When it comes to healthcare construction projects, synergies are essential. So says Verity Commercial’s Emelia Boateng: “A successful healthcare project demands synergies among trained and invested professionals serving the client.”
But the alignment of interests goes far beyond that. “In the highly specialized and complex construction of healthcare facilities,” she says, “it’s vital that all team members understand not just the complexities of the project at hand but are also sensitive to the culture of the client healthcare organization.”
That understanding lays the groundwork for success, says Boateng, who has more than 10 years of experience in healthcare construction. But it all begins in preplanning, with a solid baseline mapping of schedule, budget, quality and safety.
“We always set up a baseline schedule,” she says, “and over the course of the project, we keep aligning the schedule against the work done to ensure we’re constantly on track.” Areas of discrepancy are thus identified quickly and rectified by examining such possibilities as overtime work, alternate manufacturers for equipment and / or materials (if as a result of procurement issues) and the need for additional worker bench strength.
It helps, of course, that, while the client is the expert on healthcare equipment needs, the Project Manager together with the GC team are responsible for coordinating the procurement and delivery of all parts and ensuring their complete delivery with the client’s healthcare equipment supplier. This includes tight coordination and management of the process and streamlining any supply chain issues all the while.
It helps as well when the team can respond rapidly to unforeseen events, such as spills and leaks, potential hazards that could cause injury in the short term and the growth of mold in the long term. “We always work with a map of shut-off valves as well as lists of contacts for events such as this that can happen overnight,” Boateng states. (She adds that the existence of as-builts to identify existing electrical, HVAC and plumbing connections are a must for all projects in an existing hospital facility.)

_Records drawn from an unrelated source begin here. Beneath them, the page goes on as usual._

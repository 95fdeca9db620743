//! Configuration file discovery and loading

use super::lcia_config::LciaConfig;
use crate::{LciaError, Result};
use std::path::{Path, PathBuf};

/// Config file names in discovery priority order
pub const CONFIG_FILE_NAMES: &[&str] = &[
    ".lciafmtrc.json",
    ".lciafmtrc.toml",
    "lciafmt.yaml",
    "lciafmt.yml",
    "lciafmt.json",
];

/// Configuration loader for discovering and loading config files
pub struct ConfigLoader;

impl ConfigLoader {
    /// Auto-discover config file by traversing upward from start_path
    ///
    /// Searches each directory for the names in [`CONFIG_FILE_NAMES`] and
    /// moves up the tree until a config is found or the root is reached.
    pub fn auto_discover(start_path: &Path) -> Result<Option<PathBuf>> {
        let mut current = start_path
            .canonicalize()
            .map_err(|e| LciaError::config_error(format!("Invalid path: {e}")))?;

        loop {
            for filename in CONFIG_FILE_NAMES {
                let config_path = current.join(filename);
                if config_path.is_file() {
                    tracing::debug!("Found config: {}", config_path.display());
                    return Ok(Some(config_path));
                }
            }

            match current.parent() {
                Some(parent) => current = parent.to_path_buf(),
                None => break,
            }
        }

        Ok(None)
    }

    /// Load configuration from a specific file
    pub fn load_from_file(path: &Path) -> Result<LciaConfig> {
        LciaConfig::load(path).map_err(|e| {
            LciaError::config_error(format!(
                "Failed to load config from '{}': {}",
                path.display(),
                e
            ))
        })
    }

    /// Load config from an explicit path or auto-discover one
    ///
    /// An explicit path must exist. Without one, discovery starts at
    /// `start_dir` (or the current directory) and falls back to defaults
    /// when nothing is found.
    pub fn load(custom_path: Option<&Path>, start_dir: Option<&Path>) -> Result<LciaConfig> {
        if let Some(path) = custom_path {
            if !path.exists() {
                return Err(LciaError::config_error(format!(
                    "Config file not found: {}. Run 'lciafmt config init' to create one.",
                    path.display()
                )));
            }
            return Self::load_from_file(path);
        }

        let search_dir = start_dir.unwrap_or_else(|| Path::new("."));
        match Self::auto_discover(search_dir)? {
            Some(path) => Self::load_from_file(&path),
            None => {
                tracing::debug!("No config file found, using defaults");
                Ok(LciaConfig::default())
            }
        }
    }
}

#[cfg(test)]
mod tests {
    use super::*;
    use crate::collapse::DuplicatePolicy;
    use std::fs;
    use tempfile::TempDir;

    fn create_temp_config(dir: &Path, filename: &str, content: &str) -> PathBuf {
        let path = dir.join(filename);
        fs::write(&path, content).unwrap();
        path
    }

    #[test]
    fn test_auto_discover_from_nested_dir() {
        let temp_dir = TempDir::new().unwrap();
        let nested = temp_dir.path().join("data/raw");
        fs::create_dir_all(&nested).unwrap();
        create_temp_config(temp_dir.path(), "lciafmt.json", r#"{}"#);

        let found = ConfigLoader::auto_discover(&nested).unwrap();
        assert_eq!(found.unwrap().file_name().unwrap(), "lciafmt.json");
    }

    #[test]
    fn test_auto_discover_priority() {
        let temp_dir = TempDir::new().unwrap();
        create_temp_config(temp_dir.path(), "lciafmt.yaml", "{}");
        create_temp_config(temp_dir.path(), ".lciafmtrc.toml", "");

        let found = ConfigLoader::auto_discover(temp_dir.path()).unwrap();
        assert_eq!(found.unwrap().file_name().unwrap(), ".lciafmtrc.toml");
    }

    #[test]
    fn test_load_discovered() {
        let temp_dir = TempDir::new().unwrap();
        create_temp_config(
            temp_dir.path(),
            ".lciafmtrc.json",
            r#"{"collapse": {"duplicatePolicy": "keep-first"}}"#,
        );

        let config = ConfigLoader::load(None, Some(temp_dir.path())).unwrap();
        assert_eq!(config.duplicate_policy(), DuplicatePolicy::KeepFirst);
    }

    #[test]
    fn test_load_explicit_missing_file() {
        let result = ConfigLoader::load(Some(Path::new("nonexistent.json")), None);
        assert!(matches!(result, Err(LciaError::ConfigError { .. })));
    }

    #[test]
    fn test_load_invalid_json() {
        let temp_dir = TempDir::new().unwrap();
        let path = create_temp_config(temp_dir.path(), "lciafmt.json", r#"{ invalid json }"#);

        let err = ConfigLoader::load_from_file(&path).unwrap_err();
        assert!(err.to_string().contains("Failed to load config"));
    }
}
//! Non-fatal data-quality findings
//!
//! Pipeline stages never abort on these; they return them alongside a
//! best-effort result and log each one at warn level.

use thiserror::Error;
use tracing::warn;

#[derive(Debug, Clone, PartialEq, Error)]
pub enum Anomaly {
    /// No mapping entry matched the flow
    #[error("No mapping for flow '{flowable}' in context '{context}'")]
    UnmappedFlow { flowable: String, context: String },

    /// The unit does not name a known flow property
    #[error("Could not infer flow property for unit '{unit}'")]
    FlowPropertyInferenceFailure { unit: String },

    /// Several factors for one (method, indicator, flow) with different values
    #[error(
        "Conflicting factors for flow '{flow_uuid}' in '{method}' / '{indicator}': {values:?}"
    )]
    DuplicateFactorConflict {
        method: String,
        indicator: String,
        flow_uuid: String,
        values: Vec<f64>,
    },
}

impl Anomaly {
    pub fn log(&self) {
        warn!("{}", self);
    }
}
//! Deterministic identifiers derived from semantic keys
//!
//! Entities without a natural identifier get a name-based UUID computed from
//! an ordered tuple of key components. The components are trimmed, lower-cased
//! and joined with `/` before hashing, so the same flow written by different
//! runs (or different tools using the same convention) gets the same id.

use uuid::Uuid;

/// Derive a stable 36-character identifier from the given key components.
///
/// Blank components stay as empty path segments, so the position of every
/// component is part of the key.
pub fn make_uuid<I, S>(parts: I) -> String
where
    I: IntoIterator<Item = S>,
    S: AsRef<str>,
{
    let path = as_path(parts);
    Uuid::new_v3(&Uuid::NAMESPACE_OID, path.as_bytes())
        .hyphenated()
        .to_string()
}

fn as_path<I, S>(parts: I) -> String
where
    I: IntoIterator<Item = S>,
    S: AsRef<str>,
{
    parts
        .into_iter()
        .map(|p| p.as_ref().trim().to_lowercase())
        .collect::<Vec<_>>()
        .join("/")
}

/// True when the value carries a usable natural identifier
pub fn is_non_empty_str(value: Option<&str>) -> bool {
    value.is_some_and(|v| !v.trim().is_empty())
}

/// Return the supplied identifier, or derive one from the key components
pub fn id_or_derived<I, S>(natural: Option<&str>, parts: I) -> String
where
    I: IntoIterator<Item = S>,
    S: AsRef<str>,
{
    match natural {
        Some(id) if is_non_empty_str(Some(id)) => id.trim().to_string(),
        _ => make_uuid(parts),
    }
}
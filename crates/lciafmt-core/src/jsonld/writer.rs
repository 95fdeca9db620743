//! Zip package writer for the exchange format

use super::graph::{ExchangeGraph, GraphStats};
use super::schema::EntityType;
use crate::anomaly::Anomaly;
use crate::table::CharacterizationTable;
use crate::{LciaError, Result};
use serde::Serialize;
use std::fs::{self, File};
use std::io::{BufWriter, Write};
use std::mem;
use std::path::{Path, PathBuf};
use tracing::{debug, error, info};
use zip::ZipWriter;
use zip::write::SimpleFileOptions;

#[derive(Debug, Clone, Copy, PartialEq, Eq)]
pub struct JsonLdOptions {
    /// Also write flows and their categories
    pub write_flows: bool,
}

impl Default for JsonLdOptions {
    fn default() -> Self {
        Self { write_flows: true }
    }
}

/// Summary of a finished package
#[derive(Debug, Clone, PartialEq)]
pub struct WriteReport {
    pub path: PathBuf,
    pub methods: usize,
    pub indicators: usize,
    pub factors: usize,
    /// Flows written to the package (0 unless flows are written)
    pub flows: usize,
    pub categories: usize,
    pub anomalies: Vec<Anomaly>,
}

enum PackageState {
    Open(ZipWriter<BufWriter<File>>),
    Closed,
}

/// Writes characterization tables into a JSON-LD zip package
///
/// Entities are collected across all [`write`](Self::write) calls and
/// written on [`finish`](Self::finish). An unfinished writer is finalized
/// when dropped.
pub struct JsonLdWriter {
    path: PathBuf,
    options: JsonLdOptions,
    graph: ExchangeGraph,
    state: PackageState,
}

impl JsonLdWriter {
    /// Create the package file, replacing an existing one
    pub fn create(path: impl AsRef<Path>, options: JsonLdOptions) -> Result<Self> {
        let path = path.as_ref().to_path_buf();
        if let Some(parent) = path.parent()
            && !parent.as_os_str().is_empty()
        {
            fs::create_dir_all(parent).map_err(|e| LciaError::io_error(parent, e))?;
        }
        let file = File::create(&path).map_err(|e| LciaError::io_error(&path, e))?;
        debug!("Opened package {}", path.display());

        Ok(Self {
            path,
            options,
            graph: ExchangeGraph::new(),
            state: PackageState::Open(ZipWriter::new(BufWriter::new(file))),
        })
    }

    pub fn path(&self) -> &Path {
        &self.path
    }

    pub fn is_open(&self) -> bool {
        matches!(self.state, PackageState::Open(_))
    }

    pub fn graph(&self) -> &ExchangeGraph {
        &self.graph
    }

    /// Add all rows of `table` to the package
    pub fn write(&mut self, table: &CharacterizationTable) -> Result<()> {
        if !self.is_open() {
            return Err(LciaError::WriterClosed);
        }
        self.graph.add_table(table);
        Ok(())
    }

    /// Write all collected entities and close the package
    pub fn finish(&mut self) -> Result<WriteReport> {
        let mut zip = match mem::replace(&mut self.state, PackageState::Closed) {
            PackageState::Open(zip) => zip,
            PackageState::Closed => return Err(LciaError::WriterClosed),
        };

        let options = SimpleFileOptions::default();
        let mut written = 0usize;

        for indicator in self.graph.indicators() {
            write_entity(&mut zip, options, EntityType::ImpactCategory, &indicator.id, indicator)?;
            written += 1;
        }
        for method in self.graph.methods() {
            write_entity(&mut zip, options, EntityType::ImpactMethod, &method.id, method)?;
            written += 1;
        }

        let GraphStats {
            methods,
            indicators,
            factors,
            flows,
            categories,
        } = self.graph.stats();

        let (flows, categories) = if self.options.write_flows {
            for category in self.graph.categories() {
                write_entity(&mut zip, options, EntityType::Category, &category.id, category)?;
                written += 1;
            }
            for flow in self.graph.flows() {
                write_entity(&mut zip, options, EntityType::Flow, &flow.id, flow)?;
                written += 1;
            }
            (flows, categories)
        } else {
            (0, 0)
        };

        let mut inner = zip.finish()?;
        inner
            .flush()
            .map_err(|e| LciaError::io_error(&self.path, e))?;

        info!(
            "Wrote {} documents to {}",
            written,
            self.path.display()
        );

        Ok(WriteReport {
            path: self.path.clone(),
            methods,
            indicators,
            factors,
            flows,
            categories,
            anomalies: self.graph.anomalies().to_vec(),
        })
    }
}

impl Drop for JsonLdWriter {
    fn drop(&mut self) {
        if self.is_open()
            && let Err(e) = self.finish()
        {
            error!("Failed to finalize package {}: {}", self.path.display(), e);
        }
    }
}

fn write_entity<W, T>(
    zip: &mut ZipWriter<W>,
    options: SimpleFileOptions,
    entity_type: EntityType,
    id: &str,
    entity: &T,
) -> Result<()>
where
    W: Write + std::io::Seek,
    T: Serialize,
{
    let folder = entity_type.folder().unwrap_or("other");
    zip.start_file(format!("{folder}/{id}.json"), options)?;
    serde_json::to_writer_pretty(&mut *zip, entity)?;
    Ok(())
}

/// Write `table` into a new package at `path`
pub fn to_jsonld(
    table: &CharacterizationTable,
    path: impl AsRef<Path>,
    write_flows: bool,
) -> Result<WriteReport> {
    let mut writer = JsonLdWriter::create(path, JsonLdOptions { write_flows })?;
    writer.write(table)?;
    writer.finish()
}
//! Indicator collapsing after flow mapping
//!
//! Mapping can make several source rows point at the same target flow of the
//! same indicator. Collapsing aligns indicator and method identifiers within
//! each group, removes duplicates and reports conflicting factors. What
//! happens to a conflict is decided by [`DuplicatePolicy`].

use crate::anomaly::Anomaly;
use crate::table::{CharacterizationRow, CharacterizationTable, MappingStatus};
use indexmap::IndexMap;
use schemars::JsonSchema;
use serde::{Deserialize, Serialize};
use std::collections::{HashMap, HashSet};
use std::fmt;
use std::str::FromStr;
use tracing::info;

/// Treatment of rows sharing (method, indicator, flow) with different values
#[derive(Debug, Clone, Copy, Default, PartialEq, Eq, Serialize, Deserialize, JsonSchema)]
#[serde(rename_all = "kebab-case")]
pub enum DuplicatePolicy {
    /// Keep one row per distinct value and flag the conflict
    #[default]
    KeepAll,
    /// Keep the first-seen row
    KeepFirst,
    /// Merge into the first-seen row with the summed value
    Sum,
    /// Merge into the first-seen row with the mean value
    Average,
}

impl DuplicatePolicy {
    pub const ALL: [DuplicatePolicy; 4] = [
        DuplicatePolicy::KeepAll,
        DuplicatePolicy::KeepFirst,
        DuplicatePolicy::Sum,
        DuplicatePolicy::Average,
    ];

    pub fn as_str(&self) -> &'static str {
        match self {
            DuplicatePolicy::KeepAll => "keep-all",
            DuplicatePolicy::KeepFirst => "keep-first",
            DuplicatePolicy::Sum => "sum",
            DuplicatePolicy::Average => "average",
        }
    }
}

impl fmt::Display for DuplicatePolicy {
    fn fmt(&self, f: &mut fmt::Formatter<'_>) -> fmt::Result {
        f.write_str(self.as_str())
    }
}

impl FromStr for DuplicatePolicy {
    type Err = String;

    fn from_str(s: &str) -> std::result::Result<Self, Self::Err> {
        Self::ALL
            .into_iter()
            .find(|p| p.as_str() == s)
            .ok_or_else(|| {
                format!("Invalid duplicate policy '{s}'. Expected keep-all, keep-first, sum or average")
            })
    }
}

#[derive(Debug, Clone, Default, PartialEq)]
pub struct CollapseReport {
    pub input_rows: usize,
    /// Rows identical to an earlier row in every column
    pub identical_removed: usize,
    /// Rows sharing key and value with an earlier row
    pub redundant_removed: usize,
    /// Rows folded away by the duplicate policy
    pub merged_removed: usize,
    pub conflicts: Vec<Anomaly>,
}

#[derive(Debug, Clone)]
pub struct CollapseOutcome {
    pub table: CharacterizationTable,
    pub report: CollapseReport,
}

type GroupKey = (String, String, String);

fn fingerprint(row: &CharacterizationRow) -> (Vec<String>, u64, MappingStatus) {
    (row.cells(), row.value.to_bits(), row.status)
}

/// Collapse duplicate indicator factors
pub fn collapse_indicators(
    table: &CharacterizationTable,
    policy: DuplicatePolicy,
) -> CollapseOutcome {
    let mut report = CollapseReport {
        input_rows: table.len(),
        ..Default::default()
    };

    // first-seen identifiers per indicator and per method
    let mut indicator_ids: HashMap<(&str, &str), &str> = HashMap::new();
    let mut method_ids: HashMap<&str, &str> = HashMap::new();
    for row in table {
        if let Some(id) = row.indicator_uuid.as_deref() {
            indicator_ids
                .entry((row.method.as_str(), row.indicator.as_str()))
                .or_insert(id);
        }
        if let Some(id) = row.method_uuid.as_deref() {
            method_ids.entry(row.method.as_str()).or_insert(id);
        }
    }

    let mut seen = HashSet::new();
    let mut rows: Vec<CharacterizationRow> = Vec::with_capacity(table.len());
    for source in table {
        let mut row = source.clone();
        if let Some(id) = indicator_ids.get(&(source.method.as_str(), source.indicator.as_str())) {
            row.indicator_uuid = Some((*id).to_string());
        }
        if let Some(id) = method_ids.get(source.method.as_str()) {
            row.method_uuid = Some((*id).to_string());
        }
        if seen.insert(fingerprint(&row)) {
            rows.push(row);
        } else {
            report.identical_removed += 1;
        }
    }

    let mut groups: IndexMap<GroupKey, Vec<usize>> = IndexMap::new();
    for (idx, row) in rows.iter().enumerate() {
        let key = (
            row.method.clone(),
            row.indicator.clone(),
            row.effective_flow_uuid(),
        );
        groups.entry(key).or_default().push(idx);
    }

    let mut keep = vec![false; rows.len()];
    let mut merged_values: HashMap<usize, f64> = HashMap::new();

    for ((method, indicator, flow_uuid), members) in &groups {
        let first = members[0];
        let mut distinct: Vec<usize> = Vec::new();
        for &idx in members {
            if !distinct
                .iter()
                .any(|&d| rows[d].value.to_bits() == rows[idx].value.to_bits())
            {
                distinct.push(idx);
            }
        }

        if distinct.len() == 1 {
            keep[first] = true;
            report.redundant_removed += members.len() - 1;
            continue;
        }

        let conflict = Anomaly::DuplicateFactorConflict {
            method: method.clone(),
            indicator: indicator.clone(),
            flow_uuid: flow_uuid.clone(),
            values: members.iter().map(|&i| rows[i].value).collect(),
        };
        conflict.log();
        report.conflicts.push(conflict);

        match policy {
            DuplicatePolicy::KeepAll => {
                for &idx in &distinct {
                    keep[idx] = true;
                }
                report.redundant_removed += members.len() - distinct.len();
            }
            DuplicatePolicy::KeepFirst | DuplicatePolicy::Sum | DuplicatePolicy::Average => {
                keep[first] = true;
                report.merged_removed += members.len() - 1;
                let sum: f64 = members.iter().map(|&i| rows[i].value).sum();
                match policy {
                    DuplicatePolicy::Sum => {
                        merged_values.insert(first, sum);
                    }
                    DuplicatePolicy::Average => {
                        merged_values.insert(first, sum / members.len() as f64);
                    }
                    _ => {}
                }
            }
        }
    }

    let collapsed: CharacterizationTable = rows
        .into_iter()
        .enumerate()
        .filter(|(idx, _)| keep[*idx])
        .map(|(idx, mut row)| {
            if let Some(value) = merged_values.get(&idx) {
                row.value = *value;
            }
            row
        })
        .collect();

    info!(
        "Collapsed {} rows to {} ({} conflicts, policy {})",
        report.input_rows,
        collapsed.len(),
        report.conflicts.len(),
        policy
    );

    CollapseOutcome {
        table: collapsed,
        report,
    }
}

#[cfg(test)]
mod tests {
    use super::*;

    fn row(flow: &str, value: f64) -> CharacterizationRow {
        CharacterizationRow::new("TRACI 2.1", "Global warming", "kg CO2 eq", "src", "air", "kg", value)
            .with_flow_uuid(flow)
    }

    fn table(rows: Vec<CharacterizationRow>) -> CharacterizationTable {
        rows.into_iter().collect()
    }

    #[test]
    fn test_identical_rows_removed() {
        let out = collapse_indicators(
            &table(vec![row("F1", 1.0), row("F1", 1.0), row("F2", 3.0)]),
            DuplicatePolicy::default(),
        );
        assert_eq!(out.table.len(), 2);
        assert_eq!(out.report.identical_removed, 1);
        assert!(out.report.conflicts.is_empty());
    }

    #[test]
    fn test_same_key_same_value_kept_once() {
        let mut other_source = row("F1", 1.0);
        other_source.flowable = "Carbon dioxide, fossil".into();
        let out = collapse_indicators(
            &table(vec![row("F1", 1.0), other_source]),
            DuplicatePolicy::KeepAll,
        );
        assert_eq!(out.table.len(), 1);
        assert_eq!(out.table.rows()[0].flowable, "src");
        assert_eq!(out.report.redundant_removed, 1);
    }

    #[test]
    fn test_conflict_flagged_and_retained_by_default() {
        let out = collapse_indicators(
            &table(vec![row("F1", 1.0), row("F1", 2.0)]),
            DuplicatePolicy::KeepAll,
        );
        assert_eq!(out.table.len(), 2);
        assert_eq!(out.report.conflicts.len(), 1);
        match &out.report.conflicts[0] {
            Anomaly::DuplicateFactorConflict {
                flow_uuid, values, ..
            } => {
                assert_eq!(flow_uuid, "F1");
                assert_eq!(values, &vec![1.0, 2.0]);
            }
            other => panic!("unexpected anomaly: {other}"),
        }
    }

    #[test]
    fn test_policies_resolve_conflicts() {
        let input = table(vec![row("F1", 1.0), row("F2", 5.0), row("F1", 3.0)]);

        let first = collapse_indicators(&input, DuplicatePolicy::KeepFirst);
        assert_eq!(first.table.len(), 2);
        assert_eq!(first.table.rows()[0].value, 1.0);
        assert_eq!(first.report.merged_removed, 1);

        let sum = collapse_indicators(&input, DuplicatePolicy::Sum);
        assert_eq!(sum.table.rows()[0].value, 4.0);
        assert_eq!(sum.table.rows()[1].value, 5.0);

        let avg = collapse_indicators(&input, DuplicatePolicy::Average);
        assert_eq!(avg.table.rows()[0].value, 2.0);
    }

    #[test]
    fn test_first_seen_indicator_uuid_applied_to_group() {
        let a = row("F1", 1.0).with_indicator_uuid("IND-A");
        let b = row("F2", 2.0).with_indicator_uuid("IND-B");
        let c = row("F3", 3.0);
        let out = collapse_indicators(&table(vec![c, a, b]), DuplicatePolicy::default());
        assert!(
            out.table
                .iter()
                .all(|r| r.indicator_uuid.as_deref() == Some("IND-A"))
        );
    }

    #[test]
    fn test_unmapped_rows_grouped_by_derived_flow_id() {
        let mut a = row("", 1.0);
        a.flow_uuid = None;
        let mut b = a.clone();
        b.value = 2.0;
        let out = collapse_indicators(&table(vec![a, b]), DuplicatePolicy::KeepFirst);
        assert_eq!(out.table.len(), 1);
    }

    #[test]
    fn test_policy_parsing() {
        assert_eq!("sum".parse::<DuplicatePolicy>(), Ok(DuplicatePolicy::Sum));
        assert_eq!(DuplicatePolicy::KeepFirst.to_string(), "keep-first");
        assert!("median".parse::<DuplicatePolicy>().is_err());
    }
}
//! Supported LCIA methods and their metadata
//!
//! Metadata is embedded from `data/methods.json` and parsed once into an
//! immutable registry. Lookups by id, display name, mapping system or
//! sub-method name go through an alias index built at load time.

use serde::{Deserialize, Serialize};
use std::collections::HashMap;
use std::fmt;
use std::sync::LazyLock;

const METHODS_JSON: &str = include_str!("../data/methods.json");
const DESCRIPTION_YAML: &str = include_str!("../data/description.yaml");

/// A supported LCIA method
#[derive(Debug, Clone, Copy, PartialEq, Eq, Hash, Serialize, Deserialize)]
pub enum Method {
    #[serde(rename = "TRACI")]
    Traci,
    #[serde(rename = "RECIPE_2016")]
    Recipe2016,
    #[serde(rename = "FEDEFL_INV")]
    FedeflInventory,
    #[serde(rename = "ImpactWorld")]
    ImpactWorld,
}

impl Method {
    pub const ALL: [Method; 4] = [
        Method::Traci,
        Method::Recipe2016,
        Method::FedeflInventory,
        Method::ImpactWorld,
    ];

    /// Metadata record of this method
    pub fn metadata(&self) -> &'static MethodMetadata {
        &REGISTRY.records[self]
    }

    /// Registry id (`TRACI`, `RECIPE_2016`, ...)
    pub fn id(&self) -> &'static str {
        &self.metadata().id_str
    }

    /// Display name with spaces replaced by underscores
    pub fn filename(&self) -> String {
        self.metadata().name.replace(' ', "_")
    }

    /// Resolve a method by id, display name, mapping system or sub-method name
    pub fn from_alias(name: &str) -> Option<Method> {
        REGISTRY.aliases.get(name.trim()).copied()
    }
}

impl fmt::Display for Method {
    fn fmt(&self, f: &mut fmt::Formatter<'_>) -> fmt::Result {
        f.write_str(&self.metadata().name)
    }
}

/// Metadata of a supported method
#[derive(Debug, Clone, Serialize, Deserialize, PartialEq)]
#[serde(rename_all = "camelCase")]
pub struct MethodMetadata {
    pub id: Method,

    #[serde(skip)]
    id_str: String,

    /// Display name, also the `Method` column value of produced tables
    pub name: String,

    /// Storage path of the source files
    pub path: String,

    /// Mapping system used to harmonize flows, if any
    #[serde(default)]
    pub mapping: Option<String>,

    /// Fold flowable names to lower case before mapping
    #[serde(default)]
    pub case_insensitive: bool,

    #[serde(default)]
    pub url: Option<String>,

    #[serde(default)]
    pub citation: Option<String>,

    /// Names of sub-methods contained in the source
    #[serde(default)]
    pub methods: Vec<String>,
}

struct MethodRegistry {
    records: HashMap<Method, MethodMetadata>,
    ordered: Vec<Method>,
    aliases: HashMap<String, Method>,
}

static REGISTRY: LazyLock<MethodRegistry> = LazyLock::new(|| {
    let records: Vec<MethodMetadata> =
        serde_json::from_str(METHODS_JSON).expect("embedded methods.json is valid");
    MethodRegistry::build(records)
});

impl MethodRegistry {
    fn build(records: Vec<MethodMetadata>) -> Self {
        let mut by_method = HashMap::new();
        let mut ordered = Vec::new();
        let mut aliases = HashMap::new();

        for mut record in records {
            let method = record.id;
            record.id_str = serde_json::to_value(method)
                .ok()
                .and_then(|v| v.as_str().map(str::to_string))
                .unwrap_or_default();

            aliases.insert(record.id_str.clone(), method);
            aliases.insert(record.name.clone(), method);
            if let Some(mapping) = &record.mapping {
                aliases.insert(mapping.clone(), method);
            }
            for sub in &record.methods {
                aliases.insert(sub.clone(), method);
            }

            ordered.push(method);
            by_method.insert(method, record);
        }

        for method in Method::ALL {
            assert!(
                by_method.contains_key(&method),
                "embedded methods.json lacks a record for {method:?}"
            );
        }

        Self {
            records: by_method,
            ordered,
            aliases,
        }
    }
}

/// Metadata of all supported methods, in registry order
pub fn supported_methods() -> Vec<&'static MethodMetadata> {
    REGISTRY
        .ordered
        .iter()
        .map(|m| &REGISTRY.records[m])
        .collect()
}

#[derive(Debug, Deserialize)]
struct DescriptionTemplate {
    description: String,
    detail: String,
    unknown: String,
}

static DESCRIPTION: LazyLock<DescriptionTemplate> = LazyLock::new(|| {
    serde_yaml::from_str(DESCRIPTION_YAML).expect("embedded description.yaml is valid")
});

/// Build the description written into exported method documents
pub fn generate_method_description(name: &str) -> String {
    let mut description = DESCRIPTION
        .description
        .replace("[Method]", name)
        .replace("[version]", crate::VERSION);

    description.push_str("\n\n");
    match Method::from_alias(name) {
        Some(method) => {
            let meta = method.metadata();
            description.push_str(
                &DESCRIPTION
                    .detail
                    .replace("[citation]", meta.citation.as_deref().unwrap_or("n/a"))
                    .replace("[url]", meta.url.as_deref().unwrap_or("n/a")),
            );
        }
        None => description.push_str(&DESCRIPTION.unknown),
    }
    description
}

#[cfg(test)]
mod tests {
    use super::*;

    #[test]
    fn test_every_variant_has_metadata() {
        for method in Method::ALL {
            assert_eq!(method.metadata().id, method);
        }
        assert_eq!(supported_methods().len(), Method::ALL.len());
    }

    #[test]
    fn test_alias_lookup() {
        assert_eq!(Method::from_alias("TRACI"), Some(Method::Traci));
        assert_eq!(Method::from_alias("TRACI 2.1"), Some(Method::Traci));
        assert_eq!(Method::from_alias("TRACI2.1"), Some(Method::Traci));
        assert_eq!(
            Method::from_alias("ReCiPe 2016 - Midpoint/H"),
            Some(Method::Recipe2016)
        );
        assert_eq!(Method::from_alias("ImpactWorld+"), Some(Method::ImpactWorld));
        assert_eq!(Method::from_alias("nonexistent"), None);
    }

    #[test]
    fn test_metadata_fields() {
        let recipe = Method::Recipe2016.metadata();
        assert!(recipe.case_insensitive);
        assert_eq!(recipe.mapping.as_deref(), Some("ReCiPe2016"));
        assert_eq!(Method::FedeflInventory.metadata().mapping, None);
        assert_eq!(Method::Traci.id(), "TRACI");
        assert_eq!(Method::Recipe2016.filename(), "ReCiPe_2016");
    }

    #[test]
    fn test_description_for_known_and_unknown_method() {
        let known = generate_method_description("TRACI 2.1");
        assert!(known.starts_with("TRACI 2.1 as prepared by lciafmt version"));
        assert!(known.contains(crate::VERSION));
        assert!(known.contains("Bare, J."));

        let unknown = generate_method_description("Custom method");
        assert!(unknown.contains("not found among the supported methods"));
    }
}
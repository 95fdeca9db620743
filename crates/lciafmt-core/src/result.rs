//! Result type alias for LCIA formatting operations

use crate::error::LciaError;

/// Standard Result type for LCIA formatting operations
pub type Result<T> = std::result::Result<T, LciaError>;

The same degree of detail is applied to the all-important budget. “We typically include contingency for both the General Contractor (depending on the contract type) and the Owner,” she explains. Discrepancies here could be the result of such unanticipated issues as a design change or unforeseen conditions in renovations of existing facilities. Then, the hunt is on to recoup capital from somewhere else in the project plan.
Foresight is the key attribute of a great project manager. The ability to identify risks before they become a potential schedule, cost or quality issue on the project is essential.
The project manager is the watchdog of such adjustments, just as she/he is the guardian of overall project quality. That expertise comes into high focus during the installation of the above-mentioned hospital equipment. The demanding installation of such precise and complex equipment is, of course, left to the manufacturers’ expertise. But it falls to the GC and team to ensure the accurate placement of all connecting utilities. They are also responsible for the efficient creation of the framework–the dunnage–that will properly support the machinery.
Of course, no project can boast of quality without keeping the safety of the end-user staff, patients, and construction team top-of-mind. Here a project manager with a proven track record is essential.
Toward that end, one critical safety measure is the use of Infection Control Risk Assessment (ICRA) barriers around the project, featuring high-efficiency particulate air (HEPA) filtration to maintain a negative flow of air around the project perimeter. The careful control of airflow protects both hospital staff and patients from potentially harmful construction dust while simultaneously guarding the project team from any airborne bacteria.
Boateng mentioned the importance of understanding the culture and needs of the client. “This is accomplished through regular meetings with the client,” she says, “well before the project begins and throughout the construction process, typically once a week.”
From hospital vice presidents and physician and nursing staffs to technicians, the multiple stakeholders in a typical healthcare construction project have a say in the project goals. It falls, of course, to the team leaders on both the client and the project side to coordinate that input, says Boateng.
“Frankly, too many people can prolong meetings and potentially slow the process,” she says. “It’s the project manager’s job to bridge any communications gap and keep the project on track. It’s our job to insert ourselves into the culture of the client organization.” It takes tact, she adds, and a sensitive treatment of disparate points of view.
This, to a great extent, is the result of experience. Of course, a proven track record is key to understanding the complexities of a build. For that reason, clients should seek construction veterans with specific healthcare construction certifications.
“But equally important is the experience that brings an understanding of the healthcare culture,” says Boateng. “Your project team must understand what exactly it takes to build a project of this magnitude and complexity. But they also need to understand how their clients work and think.
“Remember,” she concludes, “a successful healthcare construction project is a matter of synergies.”